Alkoholexzesse auf dem ZOB: Zwei Männer in Lebensgefahr und rechtlichen Schwierigkeiten
Am Samstagabend, gegen 19:30 Uhr, sorgten zwei stark alkoholisierte Männer am Zentralen Omnibusbahnhof (ZOB) in Kulmbach für Aufregung. Die beiden Herren, im Alter von 29 und 36 Jahren, hatten sich auf das etwa 20 Meter hohe Dach des ZOB begeben und bewegten sich gefährlich nahe an der Absturzkante. Einer der beiden kündigte sogar an, er wolle springen, was bei Passanten Besorgnis auslöste und dazu führte, dass sie umgehend die Polizei alarmierten.
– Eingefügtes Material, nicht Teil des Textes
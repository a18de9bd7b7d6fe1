use async_trait::async_trait;
use sqlx::Row;

use crate::application::ports::category_repository::CategoryRepository;
use crate::domain::trivia::category::Category;
use crate::infrastructure::db::PgPool;

pub struct SqlxCategoryRepository {
    pub pool: PgPool,
}

impl SqlxCategoryRepository {
    pub fn new(pool: PgPool) -> Self {
        Self { pool }
    }
}

#[async_trait]
impl CategoryRepository for SqlxCategoryRepository {
    async fn list_all(&self) -> anyhow::Result<Vec<Category>> {
        let rows = sqlx::query(r#"SELECT id, type FROM categories ORDER BY id"#)
            .fetch_all(&self.pool)
            .await?;
        Ok(rows
            .into_iter()
            .map(|r| Category {
                id: r.get("id"),
                kind: r.get("type"),
            })
            .collect())
    }

    async fn get_by_id(&self, id: i32) -> anyhow::Result<Option<Category>> {
        let row = sqlx::query(r#"SELECT id, type FROM categories WHERE id = $1"#)
            .bind(id)
            .fetch_optional(&self.pool)
            .await?;
        Ok(row.map(|r| Category {
            id: r.get("id"),
            kind: r.get("type"),
        }))
    }
}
Die Einsatzkräfte der Polizeiinspektion Kulmbach sowie benachbarte Dienststellen, die Zentrale Einsatzdienste, die Feuerwehr Kulmbach und der Rettungsdienst rückten an, um die Situation zu klären. Zu ihrer Erleichterung verließen die Männer das Dach jedoch eigenständig, bevor die Einsatzkräfte eingreifen mussten. Alkoholtests ergaben, dass der 29-jährige Kulmbacher einen Promillewert von 3 hatte, während der 36-jährige aus Marktzeuln mit 1 Promille ins Rennen ging. Die Frage, wie die beiden Männer überhaupt auf das Dach gelangten, bleibt bisher ungeklärt.
Rechtliche Konsequenzen
Beide Männer müssen nun mit einem Strafverfahren wegen Hausfriedensbruch rechnen. Laut § 123 des Strafgesetzbuches (StGB) handelt es sich um ein widerrechtliches Eindringen in ein befriedetes Besitztum, wenn man ohne Befugnis verweilt. Die Strafe kann bis zu einem Jahr Freiheitsstrafe oder eine Geldstrafe betragen. Interessant ist auch, dass die Verfolgung dieser Tat nur auf Antrag möglich ist.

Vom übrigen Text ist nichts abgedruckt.